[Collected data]
☆ ☆ ☆ ☆ ☆

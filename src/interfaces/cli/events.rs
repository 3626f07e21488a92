use anyhow::Result;
use crossterm::{
    event::{
        self, DisableBracketedPaste, DisableMouseCapture, EnableBracketedPaste, EnableMouseCapture,
        Event, KeyCode, KeyEvent, KeyModifiers,
    },
    execute,
    terminal::{EnterAlternateScreen, LeaveAlternateScreen, disable_raw_mode, enable_raw_mode},
};
use ratatui::{
    Terminal,
    backend::Backend,
    layout::{Constraint, Direction, Layout},
    style::{Color, Style},
    widgets::{Block, Borders, Clear, Paragraph},
};
use std::{io, time::Duration};

use super::ChatInterface;
use crate::core::session::ConnectionState;

/// Longer drafts (usually pastes) are shown as a placeholder.
const PASTE_DISPLAY_THRESHOLD: usize = 100;

fn byte_index(text: &str, char_pos: usize) -> usize {
    text.char_indices()
        .nth(char_pos)
        .map(|(i, _)| i)
        .unwrap_or(text.len())
}

impl ChatInterface {
    pub async fn run_tui(&mut self) -> Result<()> {
        self.spawn_health_check();
        self.scroll_to_bottom();

        enable_raw_mode()?;
        let mut stdout = io::stdout();
        execute!(
            stdout,
            EnterAlternateScreen,
            EnableMouseCapture,
            EnableBracketedPaste
        )?;
        let backend = ratatui::backend::CrosstermBackend::new(stdout);
        let mut terminal = Terminal::new(backend)?;

        let res = self.run_app(&mut terminal).await;

        disable_raw_mode()?;
        execute!(
            terminal.backend_mut(),
            LeaveAlternateScreen,
            DisableMouseCapture,
            DisableBracketedPaste
        )?;
        terminal.show_cursor()?;

        if res.is_ok() {
            crate::core::terminal::print_goodbye();
        }
        res
    }

    async fn run_app<B: Backend>(&mut self, terminal: &mut Terminal<B>) -> Result<()>
    where
        <B as Backend>::Error: std::error::Error + Send + Sync + 'static,
    {
        loop {
            if self.should_quit {
                return Ok(());
            }

            self.drain_backend_events();

            if self.session.is_busy() || self.session.connection() == ConnectionState::Checking {
                self.spinner_tick = self.spinner_tick.wrapping_add(1);
            }

            let draft = self.session.draft().to_string();
            let draft_chars = draft.chars().count();
            let awaiting_approval = self.awaiting_approval();
            let cmd_output_visible = self.cmd_output_visible;
            let autocomplete_visible = self.autocomplete_visible;

            terminal.draw(|f| {
                let mut constraints = vec![Constraint::Min(1)];
                if cmd_output_visible {
                    let output_height = (self.cmd_output_lines.len() as u16 + 2).min(12);
                    constraints.push(Constraint::Length(output_height));
                }
                if awaiting_approval {
                    constraints.push(Constraint::Length(self.approval_height()));
                }
                constraints.push(Constraint::Length(3));

                let chunks = Layout::default()
                    .direction(Direction::Vertical)
                    .constraints(constraints)
                    .split(f.area());

                let mut idx = 0;
                let chat_widget = self.render_messages(chunks[idx]);
                f.render_widget(chat_widget, chunks[idx]);

                if cmd_output_visible {
                    idx += 1;
                    f.render_widget(self.render_cmd_output(), chunks[idx]);
                }
                if awaiting_approval {
                    idx += 1;
                    f.render_widget(self.render_approval(), chunks[idx]);
                }
                let input_idx = idx + 1;

                let prompt_label = if awaiting_approval { "y/n > " } else { "ask > " };
                let displayed_input = if awaiting_approval {
                    String::new()
                } else if draft_chars > PASTE_DISPLAY_THRESHOLD {
                    format!("[Pasted content - {} chars]", draft_chars)
                } else {
                    draft.clone()
                };
                let input_text = format!("{}{}", prompt_label, displayed_input);

                let input_style = if self.session.is_busy()
                    || self.session.connection() != ConnectionState::Connected
                {
                    Style::default().fg(Color::DarkGray)
                } else {
                    Style::default().fg(Color::White)
                };

                let input_widget = Paragraph::new(input_text)
                    .block(
                        Block::default()
                            .borders(Borders::ALL)
                            .border_style(Style::default().fg(Color::DarkGray)),
                    )
                    .style(input_style);
                f.render_widget(input_widget, chunks[input_idx]);

                if autocomplete_visible && !self.autocomplete_candidates.is_empty() {
                    let (popup_widget, popup_area) = self.render_autocomplete(chunks[input_idx]);
                    f.render_widget(Clear, popup_area);
                    f.render_widget(popup_widget, popup_area);
                }

                let cursor_display_len = if draft_chars > PASTE_DISPLAY_THRESHOLD {
                    displayed_input.chars().count()
                } else if awaiting_approval {
                    0
                } else {
                    self.cursor_pos
                };
                let cursor_x = chunks[input_idx].x
                    + 1
                    + prompt_label.len() as u16
                    + cursor_display_len as u16;
                let cursor_y = chunks[input_idx].y + 1;
                f.set_cursor_position((cursor_x, cursor_y));
            })?;

            // Short timeout keeps the spinner moving.
            if crossterm::event::poll(Duration::from_millis(80))? {
                match event::read()? {
                    Event::Key(key) => self.handle_key(key),
                    Event::Paste(data) => self.handle_paste(&data),
                    _ => {}
                }
            }
        }
    }

    pub(super) fn handle_key(&mut self, key: KeyEvent) {
        if key.modifiers.contains(KeyModifiers::CONTROL) && key.code == KeyCode::Char('c') {
            self.should_quit = true;
            return;
        }

        if self.awaiting_approval() {
            match key.code {
                KeyCode::Char('y') | KeyCode::Char('Y') => self.resolve_pending(true),
                KeyCode::Char('n') | KeyCode::Char('N') | KeyCode::Esc => {
                    self.resolve_pending(false)
                }
                KeyCode::Up | KeyCode::Down | KeyCode::PageUp | KeyCode::PageDown => {
                    self.handle_scroll(key.code)
                }
                _ => {}
            }
            return;
        }

        match key.code {
            KeyCode::Enter => {
                if self.autocomplete_visible {
                    self.accept_autocomplete();
                } else if self.session.draft().starts_with('/') {
                    let input = std::mem::take(self.session.draft_mut());
                    self.cursor_pos = 0;
                    self.handle_command(&input);
                } else if !self.session.draft().trim().is_empty() {
                    self.submit_draft();
                }
            }
            KeyCode::Tab => {
                if self.autocomplete_visible {
                    self.accept_autocomplete();
                }
            }
            KeyCode::Backspace => {
                if self.cursor_pos > 0 {
                    self.cursor_pos -= 1;
                    let at = byte_index(self.session.draft(), self.cursor_pos);
                    self.session.draft_mut().remove(at);
                    self.update_autocomplete();
                }
            }
            KeyCode::Delete => {
                if self.cursor_pos < self.session.draft().chars().count() {
                    let at = byte_index(self.session.draft(), self.cursor_pos);
                    self.session.draft_mut().remove(at);
                    self.update_autocomplete();
                }
            }
            KeyCode::Left => {
                self.cursor_pos = self.cursor_pos.saturating_sub(1);
            }
            KeyCode::Right => {
                if self.cursor_pos < self.session.draft().chars().count() {
                    self.cursor_pos += 1;
                }
            }
            KeyCode::Up => {
                if self.autocomplete_visible {
                    self.autocomplete_selected = self.autocomplete_selected.saturating_sub(1);
                } else {
                    self.handle_scroll(KeyCode::Up);
                }
            }
            KeyCode::Down => {
                if self.autocomplete_visible {
                    if self.autocomplete_selected + 1 < self.autocomplete_candidates.len() {
                        self.autocomplete_selected += 1;
                    }
                } else {
                    self.handle_scroll(KeyCode::Down);
                }
            }
            KeyCode::PageUp | KeyCode::PageDown => self.handle_scroll(key.code),
            KeyCode::Home => {
                self.cursor_pos = 0;
            }
            KeyCode::End => {
                self.cursor_pos = self.session.draft().chars().count();
            }
            KeyCode::Esc => {
                if self.autocomplete_visible {
                    self.autocomplete_visible = false;
                    self.autocomplete_candidates.clear();
                } else if self.cmd_output_visible {
                    self.cmd_output_visible = false;
                    self.cmd_output_lines.clear();
                } else {
                    self.session.draft_mut().clear();
                    self.cursor_pos = 0;
                }
            }
            KeyCode::Char(c) => {
                let at = byte_index(self.session.draft(), self.cursor_pos);
                self.session.draft_mut().insert(at, c);
                self.cursor_pos += 1;
                self.update_autocomplete();
            }
            _ => {}
        }
    }

    pub(super) fn handle_paste(&mut self, data: &str) {
        if self.awaiting_approval() {
            return;
        }
        let at = byte_index(self.session.draft(), self.cursor_pos);
        self.session.draft_mut().insert_str(at, data);
        self.cursor_pos += data.chars().count();
        self.update_autocomplete();
    }

    fn handle_scroll(&mut self, code: KeyCode) {
        let step = match code {
            KeyCode::PageUp | KeyCode::PageDown => 10,
            _ => 3,
        };
        match code {
            KeyCode::Up | KeyCode::PageUp => {
                if self.scroll_offset == u16::MAX {
                    // Approximate until the next render clamps it.
                    self.scroll_offset = (self.session.log().len() as u16).saturating_sub(step);
                }
                self.scroll_offset = self.scroll_offset.saturating_sub(step);
            }
            _ => {
                if self.scroll_offset != u16::MAX {
                    self.scroll_offset = self.scroll_offset.saturating_add(step);
                }
            }
        }
    }
}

☆ ☆ ☆ ☆ ☆

▸ TASK GOAL
Report back every line of the entries in which "stdout" occurs.

▸ REPLY
        let mut stdout = io::stdout();
            stdout,
        let backend = ratatui::backend::CrosstermBackend::new(stdout);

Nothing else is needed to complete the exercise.